My uncle, just turned 95, invited me to his death rehearsal. Morbid, but practical.

He showed me where he has stored his will, title deed to his property, bank information, etc.
He even has a list of people to invite to his funeral (names and addresses)!

When you are young, you are immortal. Drawing up a will is conceding that you are going to die, so avoid it, right? Wrong!

See your bank or lawyer to prepare your will. If you are living together but not married, conclude a life partnership (or cohabitation) agreement.
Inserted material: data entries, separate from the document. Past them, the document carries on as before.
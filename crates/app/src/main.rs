//! Headless brake simulation runner.
//!
//! ```text
//! railbrake [--scenario FILE] [--seconds N] [--units psi|inhg|bar|kpa|kgf]
//!           [--metric] [--cars] [--load FILE] [--save FILE] [--quiet]
//! ```
//!
//! Without `--scenario` the built-in demo freight is run.

mod display;
mod scenario;
mod sim_thread;

use std::fmt;
use std::path::PathBuf;
use std::process::ExitCode;

use simulation::train::BrakeCommand;
use simulation::units::BrakeDisplayUnits;

use display::{parse_unit, DisplayPreferences};
use scenario::{Scenario, ScenarioError};
use sim_thread::{SimReport, SimSetup, SimThread, SimThreadError};

#[derive(Debug, Clone, Default, PartialEq)]
struct RunnerOptions {
    scenario: Option<PathBuf>,
    seconds: Option<f32>,
    display: DisplayPreferences,
    load: Option<PathBuf>,
    save: Option<PathBuf>,
    quiet: bool,
}

impl RunnerOptions {
    fn parse(args: impl IntoIterator<Item = String>) -> Result<Self, String> {
        let mut options = Self::default();
        let mut args = args.into_iter();
        while let Some(arg) = args.next() {
            let mut value = |flag: &str| {
                args.next()
                    .ok_or_else(|| format!("{flag} needs a value"))
            };
            match arg.as_str() {
                "--scenario" => options.scenario = Some(PathBuf::from(value("--scenario")?)),
                "--seconds" => {
                    let raw = value("--seconds")?;
                    let seconds: f32 = raw
                        .parse()
                        .map_err(|_| format!("--seconds: '{raw}' is not a number"))?;
                    options.seconds = Some(seconds);
                }
                "--units" => {
                    let raw = value("--units")?;
                    let unit = parse_unit(&raw).ok_or_else(|| format!("unknown unit '{raw}'"))?;
                    options.display.units = BrakeDisplayUnits::uniform(unit);
                }
                "--metric" => {
                    options.display = DisplayPreferences::metric(options.display.car_table)
                }
                "--cars" => options.display.car_table = true,
                "--load" => options.load = Some(PathBuf::from(value("--load")?)),
                "--save" => options.save = Some(PathBuf::from(value("--save")?)),
                "--quiet" => options.quiet = true,
                other => return Err(format!("unknown argument '{other}'")),
            }
        }
        Ok(options)
    }
}

#[derive(Debug)]
enum RunnerError {
    Scenario(ScenarioError),
    Sim(SimThreadError),
    Save(String),
}

impl fmt::Display for RunnerError {
    fn fmt(&self, f: &mut fmt::Formatter<'_>) -> fmt::Result {
        match self {
            RunnerError::Scenario(e) => write!(f, "{e}"),
            RunnerError::Sim(e) => write!(f, "{e}"),
            RunnerError::Save(msg) => write!(f, "{msg}"),
        }
    }
}

impl From<ScenarioError> for RunnerError {
    fn from(e: ScenarioError) -> Self {
        RunnerError::Scenario(e)
    }
}

impl From<SimThreadError> for RunnerError {
    fn from(e: SimThreadError) -> Self {
        RunnerError::Sim(e)
    }
}

fn print_report(report: &SimReport, quiet: bool) {
    for warning in &report.warnings {
        println!(
            "         DERAILMENT train {} car {}: L/V {:.2} over limit {:.2}",
            warning.train, warning.car_index, warning.force_ratio, warning.limit
        );
    }
    if !quiet {
        for sound in &report.sounds {
            println!(
                "         train {} car {}: {:?}",
                sound.train, sound.car_index, sound.signal
            );
        }
        for line in &report.status {
            println!("{line}");
        }
    }
}

fn check_saves(report: &SimReport) -> Result<(), RunnerError> {
    match report.save_outcomes.iter().find_map(|o| o.error.clone()) {
        Some(error) => Err(RunnerError::Save(error)),
        None => Ok(()),
    }
}

fn run(options: RunnerOptions) -> Result<(), RunnerError> {
    let mut scenario = match &options.scenario {
        Some(path) => Scenario::load(path)?,
        None => Scenario::demo(),
    };
    if let Some(seconds) = options.seconds {
        scenario.duration_s = seconds;
    }
    println!("Scenario '{}': {:.0} s", scenario.name, scenario.duration_s);

    let (mut sim, ready) = SimThread::spawn(SimSetup {
        trains: scenario.build_trains(),
        settings: scenario.settings.clone(),
        display: options.display,
        logging: true,
    })?;
    let mut train_ids = ready.train_ids.clone();
    print_report(&ready, options.quiet);

    let mut tick = 0;
    if let Some(path) = &options.load {
        let loaded = sim.load_session(path.clone())?;
        check_saves(&loaded)?;
        tick = loaded.tick;
        train_ids = loaded.train_ids.clone();
        print_report(&loaded, options.quiet);
    }

    let end = tick + scenario.total_ticks();
    let interval = scenario.status_interval_ticks();
    let schedule = scenario.schedule();
    let start = tick;
    let mut next_command = 0;

    while tick < end {
        let mut commands = Vec::new();
        while let Some((at, train, kind)) = schedule.get(next_command) {
            if start + at > tick {
                break;
            }
            if let Some(&id) = train_ids.get(*train) {
                commands.push(BrakeCommand { train: id, kind: *kind });
            }
            next_command += 1;
        }

        let next_status = (tick / interval + 1) * interval;
        let next_event = schedule
            .get(next_command)
            .map_or(end, |(at, _, _)| start + at);
        let stop = next_status.min(next_event).min(end).max(tick + 1);
        let ticks = u32::try_from(stop - tick).unwrap_or(u32::MAX);

        let report = sim.step(ticks, commands)?;
        tick = report.tick;
        print_report(&report, options.quiet || (tick % interval != 0 && tick != end));
    }

    if let Some(path) = &options.save {
        let saved = sim.save_session(path.clone())?;
        check_saves(&saved)?;
        println!("Saved session at tick {} to {}", saved.tick, path.display());
    }

    sim.shutdown()?;
    Ok(())
}

fn main() -> ExitCode {
    let options = match RunnerOptions::parse(std::env::args().skip(1)) {
        Ok(options) => options,
        Err(message) => {
            eprintln!("railbrake: {message}");
            return ExitCode::from(2);
        }
    };
    match run(options) {
        Ok(()) => ExitCode::SUCCESS,
        Err(e) => {
            eprintln!("railbrake: {e}");
            ExitCode::FAILURE
        }
    }
}

#[cfg(test)]
mod tests {
    use super::*;
    use crate::scenario::seconds_to_ticks;
    use simulation::units::PressureUnit;

    fn parse(args: &[&str]) -> Result<RunnerOptions, String> {
        RunnerOptions::parse(args.iter().map(|s| s.to_string()))
    }

    #[test]
    fn test_no_arguments_runs_the_demo() {
        assert_eq!(parse(&[]).unwrap(), RunnerOptions::default());
    }

    #[test]
    fn test_all_flags_parse() {
        let options = parse(&[
            "--scenario", "yard.json", "--seconds", "12.5", "--units", "bar", "--cars",
            "--save", "out.rbrk", "--quiet",
        ])
        .unwrap();
        assert_eq!(options.scenario, Some(PathBuf::from("yard.json")));
        assert_eq!(options.seconds, Some(12.5));
        assert_eq!(
            options.display.units,
            BrakeDisplayUnits::uniform(PressureUnit::Bar)
        );
        assert!(options.display.car_table);
        assert_eq!(options.save, Some(PathBuf::from("out.rbrk")));
        assert!(options.quiet);
    }

    #[test]
    fn test_bad_arguments_are_reported() {
        assert!(parse(&["--seconds"]).unwrap_err().contains("needs a value"));
        assert!(parse(&["--seconds", "soon"]).unwrap_err().contains("not a number"));
        assert!(parse(&["--units", "atm"]).unwrap_err().contains("unknown unit"));
        assert!(parse(&["--fast"]).unwrap_err().contains("unknown argument"));
    }

    #[test]
    fn test_schedule_ticks_match_demo_timeline() {
        let demo = Scenario::demo();
        let schedule = demo.schedule();
        assert_eq!(schedule.len(), 4);
        assert_eq!(schedule[0].0, seconds_to_ticks(5.0));
        assert!(schedule.windows(2).all(|w| w[0].0 <= w[1].0));
    }
}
To prepare for your death, I advise you to:

·         Put together a box file containing all your important documents, and tell your nearest and dearest, where it is. In this box file, store your will, marriage contract, insurance policies, title deeds, papers for cars, caravans and boats, timeshare information. and other important papers;

·         List your creditors (credit card, loans, mortgages, store accounts, etc.);

·         List important numbers for your heirs, such as the name of your broker, lawyer, doctor, dentist, financial advisor, etc.;

·         Leave a list of family and friends, to contact on your death;

·         List what happens to your DSTV, armed response, personal and home insurance, etc.;

·         Describe where you want to be buried or cremated, and your funeral wishes, in general;

·         List codes for your security system, and where to find keys for your safe deposit box, post office box, etc.; 

·         List all your virtual accounts, user names and passwords (ranging from email accounts to your social networking profiles) and retain these passwords, with other valuables, in a safety deposit box, to be revealed to your executors, only on your death.

·         Instruct your executors whether to keep your social media sites current or delete them. You may, for example, want your executors to notify your friends or connections of your passing, and to keep the sites open, as a memorial. If you decide to memorialize your accounts, Twitter and Facebook will shut down your account, but your executors can set the privacy so that only confirmed family and friends can see the profile and leave posts on the profile Wall, in remembrance.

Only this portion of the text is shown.